Data for analysis:

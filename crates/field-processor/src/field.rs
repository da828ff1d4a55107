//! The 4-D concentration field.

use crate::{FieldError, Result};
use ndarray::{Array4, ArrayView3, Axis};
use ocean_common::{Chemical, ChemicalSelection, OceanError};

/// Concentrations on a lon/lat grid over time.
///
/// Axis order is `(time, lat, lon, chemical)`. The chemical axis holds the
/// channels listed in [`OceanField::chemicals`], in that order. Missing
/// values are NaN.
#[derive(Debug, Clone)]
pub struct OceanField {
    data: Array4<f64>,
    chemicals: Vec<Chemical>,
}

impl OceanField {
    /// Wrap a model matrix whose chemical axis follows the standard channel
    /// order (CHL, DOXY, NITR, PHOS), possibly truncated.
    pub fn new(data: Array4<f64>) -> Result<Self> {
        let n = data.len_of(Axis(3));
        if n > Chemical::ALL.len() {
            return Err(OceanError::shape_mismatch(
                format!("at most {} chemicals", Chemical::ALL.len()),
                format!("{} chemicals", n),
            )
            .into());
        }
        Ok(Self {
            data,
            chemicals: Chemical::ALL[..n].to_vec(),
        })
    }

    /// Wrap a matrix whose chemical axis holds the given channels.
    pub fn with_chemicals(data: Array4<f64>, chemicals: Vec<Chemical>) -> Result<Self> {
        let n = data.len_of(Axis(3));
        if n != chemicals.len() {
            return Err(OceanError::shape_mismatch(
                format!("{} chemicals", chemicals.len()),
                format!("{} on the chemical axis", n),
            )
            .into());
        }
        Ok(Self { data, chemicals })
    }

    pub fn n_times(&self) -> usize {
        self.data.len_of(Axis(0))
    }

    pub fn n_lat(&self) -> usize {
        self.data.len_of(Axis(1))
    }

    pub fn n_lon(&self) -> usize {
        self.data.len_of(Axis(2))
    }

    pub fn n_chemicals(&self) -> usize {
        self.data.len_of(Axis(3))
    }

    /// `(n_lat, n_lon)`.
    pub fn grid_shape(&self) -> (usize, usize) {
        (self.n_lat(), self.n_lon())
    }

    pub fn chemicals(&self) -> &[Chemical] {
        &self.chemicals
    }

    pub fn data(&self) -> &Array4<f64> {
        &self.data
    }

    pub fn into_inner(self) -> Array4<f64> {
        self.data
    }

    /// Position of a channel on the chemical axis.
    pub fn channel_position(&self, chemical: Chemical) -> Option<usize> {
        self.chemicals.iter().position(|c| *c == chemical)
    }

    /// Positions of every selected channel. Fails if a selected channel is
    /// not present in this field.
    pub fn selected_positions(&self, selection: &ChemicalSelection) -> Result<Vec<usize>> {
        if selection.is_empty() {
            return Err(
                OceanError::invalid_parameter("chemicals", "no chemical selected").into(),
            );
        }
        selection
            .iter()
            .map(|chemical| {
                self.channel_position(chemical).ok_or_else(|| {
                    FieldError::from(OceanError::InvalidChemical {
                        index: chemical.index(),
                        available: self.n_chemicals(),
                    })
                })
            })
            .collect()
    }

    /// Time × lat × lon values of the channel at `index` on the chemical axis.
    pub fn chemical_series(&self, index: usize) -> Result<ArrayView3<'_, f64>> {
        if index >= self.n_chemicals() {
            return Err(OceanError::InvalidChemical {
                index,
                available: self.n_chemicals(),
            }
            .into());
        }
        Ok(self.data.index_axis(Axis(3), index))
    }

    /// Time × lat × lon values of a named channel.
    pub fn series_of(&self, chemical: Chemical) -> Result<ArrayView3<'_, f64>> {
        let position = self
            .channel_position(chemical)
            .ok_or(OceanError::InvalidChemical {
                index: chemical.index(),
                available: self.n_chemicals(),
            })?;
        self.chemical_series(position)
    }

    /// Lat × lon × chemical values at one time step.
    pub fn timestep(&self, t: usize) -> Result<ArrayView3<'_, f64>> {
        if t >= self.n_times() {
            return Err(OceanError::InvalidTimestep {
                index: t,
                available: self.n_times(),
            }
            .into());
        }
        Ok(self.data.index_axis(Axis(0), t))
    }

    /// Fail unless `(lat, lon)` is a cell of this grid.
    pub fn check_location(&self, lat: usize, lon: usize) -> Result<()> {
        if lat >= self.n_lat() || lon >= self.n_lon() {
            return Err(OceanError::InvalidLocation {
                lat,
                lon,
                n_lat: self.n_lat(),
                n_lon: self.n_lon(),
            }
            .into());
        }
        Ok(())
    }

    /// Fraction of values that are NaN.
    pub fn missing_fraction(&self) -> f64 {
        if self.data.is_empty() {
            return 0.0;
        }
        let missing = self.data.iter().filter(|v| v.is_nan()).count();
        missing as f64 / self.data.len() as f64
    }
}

What the task requires:
Which lines run from the one containing "one time step." to the end of the data? Output them exactly, with nothing added.

Task response:
    /// Lat × lon × chemical values at one time step.
    pub fn timestep(&self, t: usize) -> Result<ArrayView3<'_, f64>> {
        if t >= self.n_times() {
            return Err(OceanError::InvalidTimestep {
                index: t,
                available: self.n_times(),
            }
            .into());
        }
        Ok(self.data.index_axis(Axis(0), t))
    }

    /// Fail unless `(lat, lon)` is a cell of this grid.
    pub fn check_location(&self, lat: usize, lon: usize) -> Result<()> {
        if lat >= self.n_lat() || lon >= self.n_lon() {
            return Err(OceanError::InvalidLocation {
                lat,
                lon,
                n_lat: self.n_lat(),
                n_lon: self.n_lon(),
            }
            .into());
        }
        Ok(())
    }

    /// Fraction of values that are NaN.
    pub fn missing_fraction(&self) -> f64 {
        if self.data.is_empty() {
            return 0.0;
        }
        let missing = self.data.iter().filter(|v| v.is_nan()).count();
        missing as f64 / self.data.len() as f64
    }
}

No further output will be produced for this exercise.